The rules involved thousands of hours of meetings, thousands of pages of testimony and, yes, frequently heated debate. But the result is that Colorado is now holding the natural gas industry to a higher standard - and we have stronger assurances that our water, air and public health won't be harmed. These rules helped set the stage for the Clean Air-Clean Jobs Act, and to ensure its success, we need to continue building on these protections going forward to further reduce impacts over the full life-cycle of natural gas production. This includes addressing the escape of methane gas during the production process, since methane has 20 times the climate impact of carbon dioxide.
The other key element of Colorado's story is our success in creating new markets for wind and solar power. Our state was the first to set its renewable energy standard via the ballot box by a vote of the people back in 2004. In March, Colorado's General Assembly expanded this standard to 30% by 2020 - making Colorado the best in the Rocky Mountain West, and second only to California, in the percentage of electricity we'll be getting from renewable energy. Our efforts to date have already created tens of thousands of new green jobs, and the new standard will generate thousands more.

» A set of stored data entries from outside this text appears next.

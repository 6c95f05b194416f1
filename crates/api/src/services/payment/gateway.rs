//! Payment gateway clients.

use async_trait::async_trait;
use reqwest::header::{AUTHORIZATION, HeaderMap, HeaderValue};
use rust_decimal::Decimal;
use secrecy::ExposeSecret;
use serde::{Deserialize, Serialize};
use thiserror::Error;
use url::Url;
use uuid::Uuid;

use emporium_core::{OrderId, PaymentMethod, round_money};

use crate::config::PaymentGatewayConfig;

#[derive(Debug, Error)]
pub enum GatewayError {
    #[error("HTTP error: {0}")]
    Http(#[from] reqwest::Error),

    #[error("gateway returned {status}: {message}")]
    Api { status: u16, message: String },

    #[error("invalid gateway configuration: {0}")]
    Config(String),
}

/// A charge to submit.
#[derive(Debug, Clone, Serialize)]
pub struct ChargeRequest<'a> {
    pub order_id: OrderId,
    pub order_number: &'a str,
    pub amount: Decimal,
    pub currency: &'static str,
    pub method: PaymentMethod,
}

/// Gateway answer to a charge.
#[derive(Debug, Clone, PartialEq, Eq)]
pub enum ChargeOutcome {
    Approved { reference: String },
    Declined { reason: String },
}

#[async_trait]
pub trait PaymentGateway: Send + Sync {
    /// Submit a charge.
    ///
    /// A decline is an `Ok` outcome; errors mean the gateway could not answer.
    async fn charge(&self, request: &ChargeRequest<'_>) -> Result<ChargeOutcome, GatewayError>;

    /// Refund part of a settled charge, returning the refund reference.
    async fn refund(&self, reference: &str, amount: Decimal) -> Result<String, GatewayError>;
}

/// In-process gateway for development and tests.
///
/// Approves everything except amounts ending in `.13`.
#[derive(Debug, Clone, Copy, Default)]
pub struct SandboxGateway;

impl SandboxGateway {
    #[must_use]
    pub fn declines(amount: Decimal) -> bool {
        let cents = (round_money(amount) * Decimal::ONE_HUNDRED) % Decimal::ONE_HUNDRED;
        cents == Decimal::from(13)
    }
}

#[async_trait]
impl PaymentGateway for SandboxGateway {
    async fn charge(&self, request: &ChargeRequest<'_>) -> Result<ChargeOutcome, GatewayError> {
        if Self::declines(request.amount) {
            return Ok(ChargeOutcome::Declined {
                reason: "card declined by sandbox".to_string(),
            });
        }
        Ok(ChargeOutcome::Approved {
            reference: format!("sbx_{}", Uuid::new_v4().simple()),
        })
    }

    async fn refund(&self, _reference: &str, _amount: Decimal) -> Result<String, GatewayError> {
        Ok(format!("sbx_re_{}", Uuid::new_v4().simple()))
    }
}

#[derive(Debug, Deserialize)]
struct ChargeResponse {
    status: String,
    reference: Option<String>,
    reason: Option<String>,
}

#[derive(Debug, Serialize)]
struct RefundBody<'a> {
    charge: &'a str,
    amount: Decimal,
}

#[derive(Debug, Deserialize)]
struct RefundResponse {
    reference: String,
}

/// JSON gateway over HTTP with a bearer API key.
#[derive(Clone)]
pub struct HttpPaymentGateway {
    client: reqwest::Client,
    base_url: Url,
}

impl HttpPaymentGateway {
    /// # Errors
    ///
    /// Returns `GatewayError::Config` for an unusable API key and
    /// `GatewayError::Http` if the client fails to build.
    pub fn new(config: &PaymentGatewayConfig) -> Result<Self, GatewayError> {
        let mut headers = HeaderMap::new();
        let auth_value = format!("Bearer {}", config.api_key.expose_secret());
        let mut auth = HeaderValue::from_str(&auth_value)
            .map_err(|e| GatewayError::Config(format!("invalid API key: {e}")))?;
        auth.set_sensitive(true);
        headers.insert(AUTHORIZATION, auth);

        let client = reqwest::Client::builder()
            .default_headers(headers)
            .timeout(std::time::Duration::from_secs(15))
            .build()?;

        Ok(Self {
            client,
            base_url: config.url.clone(),
        })
    }

    fn endpoint(&self, path: &str) -> String {
        format!("{}/{path}", self.base_url.as_str().trim_end_matches('/'))
    }

    async fn api_error(response: reqwest::Response) -> GatewayError {
        let status = response.status().as_u16();
        let message = response
            .text()
            .await
            .unwrap_or_else(|_| "Unknown error".to_string());
        GatewayError::Api { status, message }
    }
}

#[async_trait]
impl PaymentGateway for HttpPaymentGateway {
    async fn charge(&self, request: &ChargeRequest<'_>) -> Result<ChargeOutcome, GatewayError> {
        let response = self
            .client
            .post(self.endpoint("charges"))
            .json(request)
            .send()
            .await?;

        let status = response.status();
        // 402 carries a decline body.
        if !status.is_success() && status != reqwest::StatusCode::PAYMENT_REQUIRED {
            return Err(Self::api_error(response).await);
        }

        let body: ChargeResponse = response.json().await?;
        outcome_from(body)
    }

    async fn refund(&self, reference: &str, amount: Decimal) -> Result<String, GatewayError> {
        let response = self
            .client
            .post(self.endpoint("refunds"))
            .json(&RefundBody {
                charge: reference,
                amount,
            })
            .send()
            .await?;
        if !response.status().is_success() {
            return Err(Self::api_error(response).await);
        }
        let body: RefundResponse = response.json().await?;
        Ok(body.reference)
    }
}

fn outcome_from(body: ChargeResponse) -> Result<ChargeOutcome, GatewayError> {
    match (body.status.as_str(), body.reference) {
        ("approved" | "succeeded", Some(reference)) => Ok(ChargeOutcome::Approved { reference }),
        ("declined" | "failed", _) => Ok(ChargeOutcome::Declined {
            reason: body.reason.unwrap_or_else(|| "declined".to_string()),
        }),
        (status, _) => Err(GatewayError::Api {
            status: 200,
            message: format!("unexpected charge status {status:?}"),
        }),
    }
}

#[cfg(test)]
#[allow(clippy::unwrap_used)]
mod tests {
    use super::*;

    fn dec(s: &str) -> Decimal {
        s.parse().unwrap()
    }

    #[test]
    fn test_sandbox_declines_thirteen_cents() {
        assert!(SandboxGateway::declines(dec("10.13")));
        assert!(SandboxGateway::declines(dec("0.13")));
        assert!(!SandboxGateway::declines(dec("10.12")));
        assert!(!SandboxGateway::declines(dec("13.00")));
    }

    #[tokio::test]
    async fn test_sandbox_charge() {
        let request = ChargeRequest {
            order_id: OrderId::generate(),
            order_number: "ORD-20260101-AAAAAA",
            amount: dec("42.00"),
            currency: "USD",
            method: PaymentMethod::CreditCard,
        };
        let outcome = SandboxGateway.charge(&request).await.unwrap();
        assert!(matches!(outcome, ChargeOutcome::Approved { reference } if reference.starts_with("sbx_")));

        let declined = ChargeRequest {
            amount: dec("42.13"),
            ..request
        };
        assert!(matches!(
            SandboxGateway.charge(&declined).await.unwrap(),
            ChargeOutcome::Declined { .. }
        ));
    }

    #[test]
    fn test_outcome_from_response() {
        let approved = ChargeResponse {
            status: "approved".to_string(),
            reference: Some("ch_1".to_string()),
            reason: None,
        };
        assert_eq!(
            outcome_from(approved).unwrap(),
            ChargeOutcome::Approved {
                reference: "ch_1".to_string()
            }
        );

        let declined = ChargeResponse {
            status: "declined".to_string(),
            reference: None,
            reason: Some("insufficient funds".to_string()),
        };
        assert_eq!(
            outcome_from(declined).unwrap(),
            ChargeOutcome::Declined {
                reason: "insufficient funds".to_string()
            }
        );

        let odd = ChargeResponse {
            status: "approved".to_string(),
            reference: None,
            reason: None,
        };
        assert!(outcome_from(odd).is_err());
    }

    #[test]
    fn test_endpoint_joins_paths() {
        let config = PaymentGatewayConfig {
            url: Url::parse("https://pay.test/v1/").unwrap(),
            api_key: secrecy::SecretString::from("sk_test_123"),
        };
        let gateway = HttpPaymentGateway::new(&config).unwrap();
        assert_eq!(gateway.endpoint("charges"), "https://pay.test/v1/charges");
    }
}
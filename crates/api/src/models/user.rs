//! User domain types.

use chrono::{DateTime, Utc};
use serde::Serialize;

use emporium_core::{Email, UserId, UserRole};

/// An account row.
///
/// Implements `Debug` manually to redact the password hash.
#[derive(Clone, sqlx::FromRow)]
pub struct User {
    /// Unique user ID.
    pub id: UserId,
    /// Normalized (lower-case) email address.
    pub email: Email,
    /// Argon2id PHC string.
    pub password_hash: String,
    pub first_name: String,
    pub last_name: String,
    pub role: UserRole,
    /// Inactive users cannot log in.
    pub is_active: bool,
    pub created_at: DateTime<Utc>,
    pub updated_at: DateTime<Utc>,
}

impl User {
    /// "First Last".
    #[must_use]
    pub fn full_name(&self) -> String {
        format!("{} {}", self.first_name, self.last_name)
    }

    #[must_use]
    pub fn is_admin(&self) -> bool {
        self.role == UserRole::Admin
    }
}

impl std::fmt::Debug for User {
    fn fmt(&self, f: &mut std::fmt::Formatter<'_>) -> std::fmt::Result {
        f.debug_struct("User")
            .field("id", &self.id)
            .field("email", &self.email)
            .field("password_hash", &"[REDACTED]")
            .field("role", &self.role)
            .field("is_active", &self.is_active)
            .finish_non_exhaustive()
    }
}

/// Public view of a user.
#[derive(Debug, Clone, Serialize)]
pub struct UserProfile {
    pub id: UserId,
    pub email: Email,
    pub first_name: String,
    pub last_name: String,
    pub role: UserRole,
    pub created_at: DateTime<Utc>,
}

impl From<&User> for UserProfile {
    fn from(user: &User) -> Self {
        Self {
            id: user.id,
            email: user.email.clone(),
            first_name: user.first_name.clone(),
            last_name: user.last_name.clone(),
            role: user.role,
            created_at: user.created_at,
        }
    }
}

#[cfg(test)]
#[allow(clippy::unwrap_used)]
mod tests {
    use super::*;

    fn user() -> User {
        User {
            id: UserId::generate(),
            email: Email::parse("ada@example.com").unwrap(),
            password_hash: "$argon2id$v=19$m=19456,t=2,p=1$abc$def".to_string(),
            first_name: "Ada".to_string(),
            last_name: "Lovelace".to_string(),
            role: UserRole::Customer,
            is_active: true,
            created_at: Utc::now(),
            updated_at: Utc::now(),
        }
    }

    #[test]
    fn test_debug_redacts_password_hash() {
        let output = format!("{:?}", user());
        assert!(output.contains("[REDACTED]"));
        assert!(!output.contains("argon2id"));
    }

    #[test]
    fn test_profile_omits_hash() {
        let json = serde_json::to_string(&UserProfile::from(&user())).unwrap();
        assert!(json.contains("ada@example.com"));
        assert!(!json.contains("password"));
    }

    #[test]
    fn test_full_name_and_role() {
        let mut u = user();
        assert_eq!(u.full_name(), "Ada Lovelace");
        assert!(!u.is_admin());
        u.role = UserRole::Admin;
        assert!(u.is_admin());
    }
}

Across the country, and the globe, we face the urgent task of tackling global warming and cleaning up our air. To accomplish this, the country should heed the lessons provided by Colorado. Build a market for clean energy companies, and they will come. Send your coal plant dinosaurs to extinction. And, if natural gas is to play a transition role in our move to a truly clean energy future, ensure that drilling is done right - without harming precious water supplies, the health of nearby communities, or the treasured landscapes and abundant wildlife that are so important to our long-term economic prosperity.